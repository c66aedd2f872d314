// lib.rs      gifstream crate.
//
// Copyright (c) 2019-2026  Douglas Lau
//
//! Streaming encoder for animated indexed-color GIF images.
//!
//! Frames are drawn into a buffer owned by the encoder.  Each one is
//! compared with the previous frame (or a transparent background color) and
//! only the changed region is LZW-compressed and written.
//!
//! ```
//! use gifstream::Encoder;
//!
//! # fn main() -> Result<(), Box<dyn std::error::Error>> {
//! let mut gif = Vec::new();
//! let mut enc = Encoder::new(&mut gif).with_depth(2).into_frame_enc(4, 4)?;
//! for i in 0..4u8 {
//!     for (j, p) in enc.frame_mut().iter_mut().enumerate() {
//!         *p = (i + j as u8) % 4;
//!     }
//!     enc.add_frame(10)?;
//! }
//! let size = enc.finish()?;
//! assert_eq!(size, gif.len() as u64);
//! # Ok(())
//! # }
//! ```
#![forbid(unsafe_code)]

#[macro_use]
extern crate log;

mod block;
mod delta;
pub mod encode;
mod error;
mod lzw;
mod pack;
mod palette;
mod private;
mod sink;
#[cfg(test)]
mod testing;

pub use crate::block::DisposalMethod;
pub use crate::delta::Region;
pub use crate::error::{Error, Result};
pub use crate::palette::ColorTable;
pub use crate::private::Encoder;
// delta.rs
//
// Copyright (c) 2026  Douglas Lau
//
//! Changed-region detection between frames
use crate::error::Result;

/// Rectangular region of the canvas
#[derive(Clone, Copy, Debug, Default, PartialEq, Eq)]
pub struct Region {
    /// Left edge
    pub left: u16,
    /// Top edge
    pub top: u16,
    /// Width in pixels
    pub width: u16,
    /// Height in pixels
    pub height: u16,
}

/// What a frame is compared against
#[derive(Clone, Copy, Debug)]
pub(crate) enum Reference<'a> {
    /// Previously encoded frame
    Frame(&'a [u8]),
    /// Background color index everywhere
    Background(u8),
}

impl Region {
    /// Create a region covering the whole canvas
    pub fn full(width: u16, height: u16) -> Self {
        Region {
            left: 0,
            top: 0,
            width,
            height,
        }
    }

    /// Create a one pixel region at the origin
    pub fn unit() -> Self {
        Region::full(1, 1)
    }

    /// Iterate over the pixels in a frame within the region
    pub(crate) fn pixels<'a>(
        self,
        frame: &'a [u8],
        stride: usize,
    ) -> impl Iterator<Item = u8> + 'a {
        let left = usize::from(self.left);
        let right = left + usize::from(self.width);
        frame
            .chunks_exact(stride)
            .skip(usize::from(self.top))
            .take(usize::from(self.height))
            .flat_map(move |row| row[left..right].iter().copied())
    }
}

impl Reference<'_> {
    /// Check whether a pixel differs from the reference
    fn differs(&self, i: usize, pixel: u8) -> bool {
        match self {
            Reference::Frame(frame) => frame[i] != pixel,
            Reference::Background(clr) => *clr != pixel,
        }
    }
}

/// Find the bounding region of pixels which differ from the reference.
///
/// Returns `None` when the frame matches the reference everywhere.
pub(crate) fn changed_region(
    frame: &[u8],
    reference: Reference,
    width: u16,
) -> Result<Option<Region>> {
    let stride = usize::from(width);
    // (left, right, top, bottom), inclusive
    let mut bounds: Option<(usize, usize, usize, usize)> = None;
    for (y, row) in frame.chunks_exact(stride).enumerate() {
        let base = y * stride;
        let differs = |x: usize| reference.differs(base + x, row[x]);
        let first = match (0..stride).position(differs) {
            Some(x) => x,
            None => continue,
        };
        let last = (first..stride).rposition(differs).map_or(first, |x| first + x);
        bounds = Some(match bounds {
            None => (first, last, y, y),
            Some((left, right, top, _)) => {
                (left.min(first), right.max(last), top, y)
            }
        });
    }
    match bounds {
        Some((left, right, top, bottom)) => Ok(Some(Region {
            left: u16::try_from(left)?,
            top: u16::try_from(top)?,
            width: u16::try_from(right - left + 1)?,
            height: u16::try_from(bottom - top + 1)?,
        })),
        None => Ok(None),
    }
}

···

Tally the lines of the listing that include "Clone". Reply with nothing but the count.

2